A Series on Misinformation, Disinformation and Subterfuge
Here is an example of political disinformation found and corrected by one of Yonder’s sock account operatives, that no longer has impression generating range.
Susan Portnoy generated a retweet and quote tweet to the original message of the inauthentic Lissy sock. Here is Sue’s own amplification ability demonstrated.
After 17 hours, a small account with perhaps 50 followers could amass similar impressions. Susan, who is hemorrhaging followers still should be able to get something like this to interest people this close to an election. But she can’t. Most of her followers are inactive, inauthentic or single purpose hate accounts leaving her with less than 100 impressions, probably only a handful of them given by people she is trying to reach.

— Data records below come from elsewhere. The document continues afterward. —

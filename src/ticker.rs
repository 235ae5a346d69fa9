//! Browser tick source backed by `setInterval`.

use gloo_timers::callback::Interval;
use kitchen_timer::TickSource;
use log::debug;
use std::rc::Rc;

pub struct IntervalTicker {
    period_ms: u32,
    on_tick: Rc<dyn Fn()>,
    handle: Option<Interval>,
}

impl IntervalTicker {
    pub fn new(period_ms: u32, on_tick: Rc<dyn Fn()>) -> Self {
        Self {
            period_ms,
            on_tick,
            handle: None,
        }
    }
}

impl TickSource for IntervalTicker {
    fn start(&mut self) {
        if self.handle.is_some() {
            return;
        }
        let on_tick = self.on_tick.clone();
        self.handle = Some(Interval::new(self.period_ms, move || on_tick()));
        debug!("interval armed every {}ms", self.period_ms);
    }

    fn stop(&mut self) {
        if let Some(handle) = self.handle.take() {
            // `stop` may run inside the interval's own callback (the final
            // tick), so the closure must outlive this call.
            let closure = handle.cancel();
            wasm_bindgen_futures::spawn_local(async move {
                drop(closure);
            });
            debug!("interval cleared");
        }
    }

    fn is_active(&self) -> bool {
        self.handle.is_some()
    }
}

impl Drop for IntervalTicker {
    fn drop(&mut self) {
        self.stop();
    }
}
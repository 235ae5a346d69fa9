//! Yew view components for the kitchen timer.
//!
//! Everything here renders from props and reports user actions through
//! callbacks; the views in `main.rs` own the state and side effects.

use gloo_timers::callback::Timeout;
use kitchen_timer::display::{ring_circumference, ring_dash_offset, TIMES_UP_TITLE};
use kitchen_timer::{toggle_label, DurationPreset, Phase};
use yew::prelude::*;

use crate::config::{
    FLASH_CLASS, PAUSED_CLASS, POP_ANIMATION_MS, POP_CLASS, RING_RADIUS, RING_STROKE_WIDTH,
    RING_VIEWBOX,
};

/// One category of preset buttons.
#[derive(Properties, PartialEq)]
pub struct PresetListProps {
    pub heading: AttrValue,
    pub presets: Vec<DurationPreset>,
    pub on_select: Callback<DurationPreset>,
}

#[function_component(PresetList)]
pub fn preset_list(props: &PresetListProps) -> Html {
    html! {
        <section class="preset-group">
            <h2>{ props.heading.clone() }</h2>
            <div class="preset-buttons">
                { props.presets.iter().map(|preset| {
                    let on_select = props.on_select.clone();
                    let chosen = preset.clone();
                    html! {
                        <button class="preset-btn" onclick={Callback::from(move |_| on_select.emit(chosen.clone()))}>
                            { preset.label.clone() }
                        </button>
                    }
                }).collect::<Html>() }
            </div>
        </section>
    }
}

#[derive(Properties, PartialEq)]
pub struct CustomTimerFormProps {
    pub text: AttrValue,
    pub error: Option<AttrValue>,
    pub oninput: Callback<InputEvent>,
    pub onsubmit: Callback<()>,
}

#[function_component(CustomTimerForm)]
pub fn custom_timer_form(props: &CustomTimerFormProps) -> Html {
    let onsubmit = {
        let submit = props.onsubmit.clone();
        Callback::from(move |e: SubmitEvent| {
            // Stay on the page; navigation happens only for valid input
            e.prevent_default();
            submit.emit(());
        })
    };

    html! {
        <form id="custom-timer-form" class="custom-form" {onsubmit}>
            <label for="custom-minutes">{ "Custom (minutes):" }</label>
            <input
                type="number"
                id="custom-minutes"
                min="1"
                step="1"
                placeholder="e.g. 7"
                value={props.text.clone()}
                class={if props.error.is_some() { "invalid" } else { "" }}
                oninput={props.oninput.clone()}
            />
            <button type="submit" class="btn-primary">{ "Start" }</button>
            if let Some(ref error) = props.error {
                <div class="input-error">{ error.clone() }</div>
            }
        </form>
    }
}

/// Remaining time text; pops briefly whenever the text changes.
#[derive(Properties, PartialEq)]
pub struct TimeDisplayProps {
    pub text: AttrValue,
    pub urgent: bool,
}

/// Lets every text change after the first one through.
#[derive(Default)]
struct PopGate {
    mounted: bool,
}

impl PopGate {
    /// The text a display mounts with is not a change.
    fn on_text_change(&mut self) -> bool {
        std::mem::replace(&mut self.mounted, true)
    }
}

#[function_component(TimeDisplay)]
pub fn time_display(props: &TimeDisplayProps) -> Html {
    let popping = use_state(|| false);
    let gate = use_mut_ref(PopGate::default);

    {
        let popping = popping.clone();
        use_effect_with(props.text.clone(), move |_| {
            let handle = gate.borrow_mut().on_text_change().then(|| {
                popping.set(true);
                Timeout::new(POP_ANIMATION_MS, move || popping.set(false))
            });
            // Dropping the handle cancels a pop still pending from the last change
            move || drop(handle)
        });
    }

    html! {
        <div id="time" class={classes!(
            "time",
            (*popping).then_some(POP_CLASS),
            props.urgent.then_some(FLASH_CLASS),
        )}>
            { props.text.clone() }
        </div>
    }
}

/// Circular indicator whose visible arc is the remaining share of time.
#[derive(Properties, PartialEq)]
pub struct ProgressRingProps {
    pub progress: f64,
}

#[function_component(ProgressRing)]
pub fn progress_ring(props: &ProgressRingProps) -> Html {
    let circumference = ring_circumference(RING_RADIUS);
    let offset = ring_dash_offset(props.progress, circumference);
    let center = (RING_VIEWBOX / 2).to_string();

    html! {
        <svg class="progress-ring" viewBox={format!("0 0 {0} {0}", RING_VIEWBOX)}>
            <circle class="ring-track"
                cx={center.clone()} cy={center.clone()} r={RING_RADIUS.to_string()}
                fill="none" stroke-width={RING_STROKE_WIDTH.to_string()} />
            <circle id="circle" class="ring-progress"
                cx={center.clone()} cy={center} r={RING_RADIUS.to_string()}
                fill="none" stroke-width={RING_STROKE_WIDTH.to_string()}
                style={format!("stroke-dasharray: {circumference}; stroke-dashoffset: {offset};")} />
        </svg>
    }
}

#[derive(Properties, PartialEq)]
pub struct TimerControlsProps {
    pub phase: Phase,
    pub on_toggle: Callback<()>,
    pub on_reset: Callback<()>,
    pub on_back: Callback<()>,
}

#[function_component(TimerControls)]
pub fn timer_controls(props: &TimerControlsProps) -> Html {
    html! {
        <div class="controls">
            <button id="control-btn" class="btn-primary" onclick={props.on_toggle.reform(|_| ())}>
                { toggle_label(props.phase) }
            </button>
            <button id="reset-btn" class="btn-secondary" onclick={props.on_reset.reform(|_| ())}>
                { "Reset" }
            </button>
            <button id="back-btn" class="btn-secondary" onclick={props.on_back.reform(|_| ())}>
                { "Back" }
            </button>
        </div>
    }
}

#[derive(Properties, PartialEq)]
pub struct CompletionPopupProps {
    pub visible: bool,
    pub on_close: Callback<()>,
}

#[function_component(CompletionPopup)]
pub fn completion_popup(props: &CompletionPopupProps) -> Html {
    if !props.visible {
        return html! {};
    }
    html! {
        <div id="done-popup" class="popup" role="alertdialog">
            <div class="popup-content">
                <h2>{ TIMES_UP_TITLE }</h2>
                <button id="close-popup" class="btn-primary" onclick={props.on_close.reform(|_| ())}>
                    { "OK" }
                </button>
            </div>
        </div>
    }
}

/// Wraps the timer face and marks it while paused.
#[derive(Properties, PartialEq)]
pub struct TimerFaceProps {
    pub phase: Phase,
    pub children: Html,
}

#[function_component(TimerFace)]
pub fn timer_face(props: &TimerFaceProps) -> Html {
    html! {
        <div class={classes!("timer-container", (props.phase == Phase::Paused).then_some(PAUSED_CLASS))}>
            { props.children.clone() }
        </div>
    }
}
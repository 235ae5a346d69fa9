//! Kitchen countdown timer.
//!
//! The library holds everything that can be reasoned about without a
//! browser: the countdown state machine, its derived display values, the
//! preset catalog, and the validation of both user-entered durations and the
//! timer view's `minutes` parameter. The Yew front end in `main.rs` drives it.

use std::fmt;

pub mod controls;
pub mod display;
pub mod driver;
pub mod engine;
pub mod params;
pub mod presets;
pub mod selector;

pub use controls::{control_for_key, toggle_label, Control};
pub use display::{display_string, is_urgent, page_title, progress_fraction};
pub use driver::{Countdown, TickSource, TimerObserver};
pub use engine::{CountdownEngine, Phase, TimerConfig, TimerEvent, TimerSnapshot};
pub use params::{parse_minutes_param, resolve_route, Route};
pub use presets::{list_presets, DurationPreset, PresetCategory};
pub use selector::{select_preset, submit_custom_duration, NavigationRequest};

/// The timer view was opened without a usable `minutes` parameter.
#[derive(Debug, Clone, PartialEq)]
pub enum InputValidationError {
    Missing,
    NotANumber(String),
    NotPositive(f64),
    OutOfRange(f64),
}

impl fmt::Display for InputValidationError {
    fn fmt(&self, f: &mut fmt::Formatter<'_>) -> fmt::Result {
        match self {
            InputValidationError::Missing => {
                write!(f, "Invalid timer value. No duration was given.")
            }
            InputValidationError::NotANumber(raw) => {
                write!(f, "Invalid timer value '{}'. Please set a valid time.", raw)
            }
            InputValidationError::NotPositive(v) => write!(
                f,
                "Invalid timer value {}. The timer needs at least one minute.",
                v
            ),
            InputValidationError::OutOfRange(v) => {
                write!(f, "Invalid timer value {}. That is too long to count down.", v)
            }
        }
    }
}

impl std::error::Error for InputValidationError {}

/// The custom-duration form holds something that is not a positive whole number.
#[derive(Debug, Clone, PartialEq, Eq)]
pub enum FormValidationError {
    Empty,
    NotANumber(String),
    NotPositive(i64),
    TooLarge(u32),
}

impl fmt::Display for FormValidationError {
    fn fmt(&self, f: &mut fmt::Formatter<'_>) -> fmt::Result {
        match self {
            FormValidationError::Empty => write!(f, "Please enter valid minutes!"),
            FormValidationError::NotANumber(raw) => {
                write!(f, "'{}' is not a number. Please enter valid minutes!", raw)
            }
            FormValidationError::NotPositive(v) => {
                write!(f, "Minutes must be greater than zero (got {})", v)
            }
            FormValidationError::TooLarge(max) => {
                write!(f, "Minutes cannot exceed {}", max)
            }
        }
    }
}

impl std::error::Error for FormValidationError {}

#[derive(Debug)]
pub enum PresetCatalogError {
    Csv(csv::Error),
    Empty,
}

impl fmt::Display for PresetCatalogError {
    fn fmt(&self, f: &mut fmt::Formatter<'_>) -> fmt::Result {
        match self {
            PresetCatalogError::Csv(e) => write!(f, "Invalid preset catalog: {}", e),
            PresetCatalogError::Empty => write!(f, "Preset catalog has no entries"),
        }
    }
}

impl std::error::Error for PresetCatalogError {
    fn source(&self) -> Option<&(dyn std::error::Error + 'static)> {
        match self {
            PresetCatalogError::Csv(e) => Some(e),
            PresetCatalogError::Empty => None,
        }
    }
}

impl From<csv::Error> for PresetCatalogError {
    fn from(e: csv::Error) -> Self {
        PresetCatalogError::Csv(e)
    }
}

#[cfg(test)]
mod tests {
    use super::*;

    #[test]
    fn test_error_messages() {
        assert_eq!(
            FormValidationError::Empty.to_string(),
            "Please enter valid minutes!"
        );
        assert_eq!(
            FormValidationError::NotPositive(-5).to_string(),
            "Minutes must be greater than zero (got -5)"
        );
        assert!(InputValidationError::NotANumber("abc".into())
            .to_string()
            .contains("'abc'"));
    }
}
//! Built-in duration presets, loaded from the embedded `presets.csv`.

use log::info;
use once_cell::sync::Lazy;
use serde::Deserialize;
use std::num::NonZeroU32;

use crate::PresetCatalogError;

const BUILTIN_CSV: &str = include_str!("presets.csv");

// The embedded catalog is covered by tests; a parse failure here is a build defect.
static BUILTIN: Lazy<Vec<DurationPreset>> =
    Lazy::new(|| read_presets_from_csv_string(BUILTIN_CSV).unwrap());

#[derive(Debug, Clone, Copy, PartialEq, Eq, Hash, Deserialize)]
#[serde(rename_all = "lowercase")]
pub enum PresetCategory {
    Eggs,
    Tea,
}

impl PresetCategory {
    pub const ALL: [PresetCategory; 2] = [PresetCategory::Eggs, PresetCategory::Tea];

    pub fn heading(&self) -> &'static str {
        match self {
            PresetCategory::Eggs => "Eggs",
            PresetCategory::Tea => "Tea",
        }
    }
}

#[derive(Debug, Clone, PartialEq, Eq, Deserialize)]
pub struct DurationPreset {
    pub category: PresetCategory,
    pub label: String,
    pub minutes: NonZeroU32,
}

/// Parse a preset catalog with a `category,label,minutes` header row.
pub fn read_presets_from_csv_string(
    csv_content: &str,
) -> Result<Vec<DurationPreset>, PresetCatalogError> {
    let mut reader = csv::ReaderBuilder::new()
        .trim(csv::Trim::All)
        .from_reader(csv_content.as_bytes());

    let presets = reader
        .deserialize()
        .collect::<Result<Vec<DurationPreset>, csv::Error>>()?;

    if presets.is_empty() {
        return Err(PresetCatalogError::Empty);
    }
    info!("Loaded {} duration presets", presets.len());
    Ok(presets)
}

/// Presets of one category, in catalog order.
pub fn list_presets(category: PresetCategory) -> Vec<DurationPreset> {
    BUILTIN
        .iter()
        .filter(|p| p.category == category)
        .cloned()
        .collect()
}

#[cfg(test)]
mod tests {
    use super::*;

    fn minutes_of(category: PresetCategory) -> Vec<u32> {
        list_presets(category)
            .iter()
            .map(|p| p.minutes.get())
            .collect()
    }

    #[test]
    fn test_builtin_catalog() {
        assert_eq!(minutes_of(PresetCategory::Eggs), vec![3, 8, 10, 13]);
        assert_eq!(minutes_of(PresetCategory::Tea), vec![2, 3, 3, 5, 10]);

        let eggs = list_presets(PresetCategory::Eggs);
        assert_eq!(eggs[0].label, "\u{1f95a} Runny yolk (3 min)");
        assert!(list_presets(PresetCategory::Tea)
            .iter()
            .all(|p| p.category == PresetCategory::Tea));
    }

    #[test]
    fn test_rejects_zero_minutes() {
        let csv = "category,label,minutes\neggs,Raw,0\n";
        assert!(matches!(
            read_presets_from_csv_string(csv),
            Err(PresetCatalogError::Csv(_))
        ));
    }

    #[test]
    fn test_rejects_unknown_category() {
        let csv = "category,label,minutes\ncoffee,Espresso,1\n";
        assert!(read_presets_from_csv_string(csv).is_err());
    }

    #[test]
    fn test_rejects_empty_catalog() {
        let csv = "category,label,minutes\n";
        assert!(matches!(
            read_presets_from_csv_string(csv),
            Err(PresetCatalogError::Empty)
        ));
    }
}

Here are the amplification via likes on her message.
Only four likes and two of them are within her typical network. Most of her work lately has been that way, no longer able to reach the quarter-million impression per tweet she did hit during her heyday.
While the Lissy account is fake curiously implying it is Christopher Huxley (bobrobitch), the story that they were trying to amplify went nowhere despite it being credible. This renders Susan impotent in regards to pushing out narratives. Still, she can be an effective traumatizer allowed to disparage and harm people.
In a related event, here is Winkie Doo Matt Donovan trying to trick a non-existent audience into thinking with obvious lies. One simply has to read the screenshot noting it is the opposite of Matt’s lie.
Remi Barrette should ban those accounts instead of the legitimate ones, but then again he isn’t an honest person either.
In fact, every op, especially Matt Donovan is impotent. 🤭
Back when I was Elon Musk, we lived in Ohio and drank tea. I know, I know, this is strange, but there are two worlds in which that is not true. The first is that people really do appreciate the things you do because they love it. The second is that everyone loves you because they like your work. This is just as strong and beautiful as it sounds.
You've never worked in a company that wasn't based around you, yet.
I've worked in a company that has been called Universal Facebook. We're not built around a man that only wants to make money. What I've felt for us as people is that we're not building. You put out your product and you build it, sometimes it doesn't work. You build it that way and at some point it doesn't. I guess you've learned to be very humble in what you do and, honestly speaking, it is important to you that this goes without saying. That's why people are not good at this. You're always going to build a product that's going to work. If I could just change the way people think of the company, I would. I would fix it. I'd fix the mistakes.
At any given moment, does there ever feel like too much of a change is inevitable for the company to live up to?
You can find a list of everything that needs to change. I would expect changes, the things we need to do.